"""
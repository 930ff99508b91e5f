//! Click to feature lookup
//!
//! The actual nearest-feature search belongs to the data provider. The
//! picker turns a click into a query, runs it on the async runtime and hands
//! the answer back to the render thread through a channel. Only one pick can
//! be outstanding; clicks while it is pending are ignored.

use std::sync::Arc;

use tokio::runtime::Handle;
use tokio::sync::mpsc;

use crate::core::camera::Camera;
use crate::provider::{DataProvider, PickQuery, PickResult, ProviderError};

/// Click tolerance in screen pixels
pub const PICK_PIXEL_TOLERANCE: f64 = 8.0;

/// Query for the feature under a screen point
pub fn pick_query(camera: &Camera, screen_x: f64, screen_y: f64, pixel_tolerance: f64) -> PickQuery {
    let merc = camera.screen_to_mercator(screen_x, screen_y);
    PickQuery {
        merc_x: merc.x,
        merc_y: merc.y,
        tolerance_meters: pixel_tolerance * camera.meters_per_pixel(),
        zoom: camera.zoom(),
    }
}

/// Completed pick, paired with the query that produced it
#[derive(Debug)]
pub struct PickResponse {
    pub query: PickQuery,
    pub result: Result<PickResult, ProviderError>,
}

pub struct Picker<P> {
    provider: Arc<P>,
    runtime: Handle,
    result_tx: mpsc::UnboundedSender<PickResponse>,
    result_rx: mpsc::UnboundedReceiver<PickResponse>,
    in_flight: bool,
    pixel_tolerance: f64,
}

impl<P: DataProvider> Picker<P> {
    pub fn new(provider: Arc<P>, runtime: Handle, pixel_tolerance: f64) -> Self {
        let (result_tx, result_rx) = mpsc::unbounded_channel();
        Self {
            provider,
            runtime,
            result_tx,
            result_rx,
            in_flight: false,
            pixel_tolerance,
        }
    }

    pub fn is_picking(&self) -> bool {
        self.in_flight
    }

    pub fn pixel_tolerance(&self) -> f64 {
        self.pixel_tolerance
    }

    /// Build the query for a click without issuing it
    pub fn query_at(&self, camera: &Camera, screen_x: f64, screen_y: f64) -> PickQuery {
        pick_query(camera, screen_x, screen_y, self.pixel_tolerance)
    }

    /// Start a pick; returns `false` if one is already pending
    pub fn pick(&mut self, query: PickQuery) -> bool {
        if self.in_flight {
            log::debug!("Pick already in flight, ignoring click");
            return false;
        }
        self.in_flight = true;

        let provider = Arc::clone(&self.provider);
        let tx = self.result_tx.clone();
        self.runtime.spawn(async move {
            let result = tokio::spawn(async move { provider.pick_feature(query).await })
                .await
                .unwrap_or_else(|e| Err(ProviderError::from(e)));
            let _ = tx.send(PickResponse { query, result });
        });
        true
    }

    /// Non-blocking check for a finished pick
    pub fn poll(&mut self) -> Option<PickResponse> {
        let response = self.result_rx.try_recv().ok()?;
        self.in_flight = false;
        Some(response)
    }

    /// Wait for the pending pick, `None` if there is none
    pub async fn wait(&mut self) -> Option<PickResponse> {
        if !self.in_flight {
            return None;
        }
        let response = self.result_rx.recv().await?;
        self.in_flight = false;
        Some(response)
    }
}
"""
#### Exercise details
The records above must be printed again in full, exactly as written.

#### Solution
repository 930ff99508b91e5f
//! Click to feature lookup
//!
//! The actual nearest-feature search belongs to the data provider. The
//! picker turns a click into a query, runs it on the async runtime and hands
//! the answer back to the render thread through a channel. Only one pick can
//! be outstanding; clicks while it is pending are ignored.

use std::sync::Arc;

use tokio::runtime::Handle;
use tokio::sync::mpsc;

use crate::core::camera::Camera;
use crate::provider::{DataProvider, PickQuery, PickResult, ProviderError};

/// Click tolerance in screen pixels
pub const PICK_PIXEL_TOLERANCE: f64 = 8.0;

/// Query for the feature under a screen point
pub fn pick_query(camera: &Camera, screen_x: f64, screen_y: f64, pixel_tolerance: f64) -> PickQuery {
    let merc = camera.screen_to_mercator(screen_x, screen_y);
    PickQuery {
        merc_x: merc.x,
        merc_y: merc.y,
        tolerance_meters: pixel_tolerance * camera.meters_per_pixel(),
        zoom: camera.zoom(),
    }
}

/// Completed pick, paired with the query that produced it
#[derive(Debug)]
pub struct PickResponse {
    pub query: PickQuery,
    pub result: Result<PickResult, ProviderError>,
}

pub struct Picker<P> {
    provider: Arc<P>,
    runtime: Handle,
    result_tx: mpsc::UnboundedSender<PickResponse>,
    result_rx: mpsc::UnboundedReceiver<PickResponse>,
    in_flight: bool,
    pixel_tolerance: f64,
}

impl<P: DataProvider> Picker<P> {
    pub fn new(provider: Arc<P>, runtime: Handle, pixel_tolerance: f64) -> Self {
        let (result_tx, result_rx) = mpsc::unbounded_channel();
        Self {
            provider,
            runtime,
            result_tx,
            result_rx,
            in_flight: false,
            pixel_tolerance,
        }
    }

    pub fn is_picking(&self) -> bool {
        self.in_flight
    }

    pub fn pixel_tolerance(&self) -> f64 {
        self.pixel_tolerance
    }

    /// Build the query for a click without issuing it
    pub fn query_at(&self, camera: &Camera, screen_x: f64, screen_y: f64) -> PickQuery {
        pick_query(camera, screen_x, screen_y, self.pixel_tolerance)
    }

    /// Start a pick; returns `false` if one is already pending
    pub fn pick(&mut self, query: PickQuery) -> bool {
        if self.in_flight {
            log::debug!("Pick already in flight, ignoring click");
            return false;
        }
        self.in_flight = true;

        let provider = Arc::clone(&self.provider);
        let tx = self.result_tx.clone();
        self.runtime.spawn(async move {
            let result = tokio::spawn(async move { provider.pick_feature(query).await })
                .await
                .unwrap_or_else(|e| Err(ProviderError::from(e)));
            let _ = tx.send(PickResponse { query, result });
        });
        true
    }

    /// Non-blocking check for a finished pick
    pub fn poll(&mut self) -> Option<PickResponse> {
        let response = self.result_rx.try_recv().ok()?;
        self.in_flight = false;
        Some(response)
    }

    /// Wait for the pending pick, `None` if there is none
    pub async fn wait(&mut self) -> Option<PickResponse> {
        if !self.in_flight {
            return None;
        }
        let response = self.result_rx.recv().await?;
        self.in_flight = false;
        Some(response)
    }
}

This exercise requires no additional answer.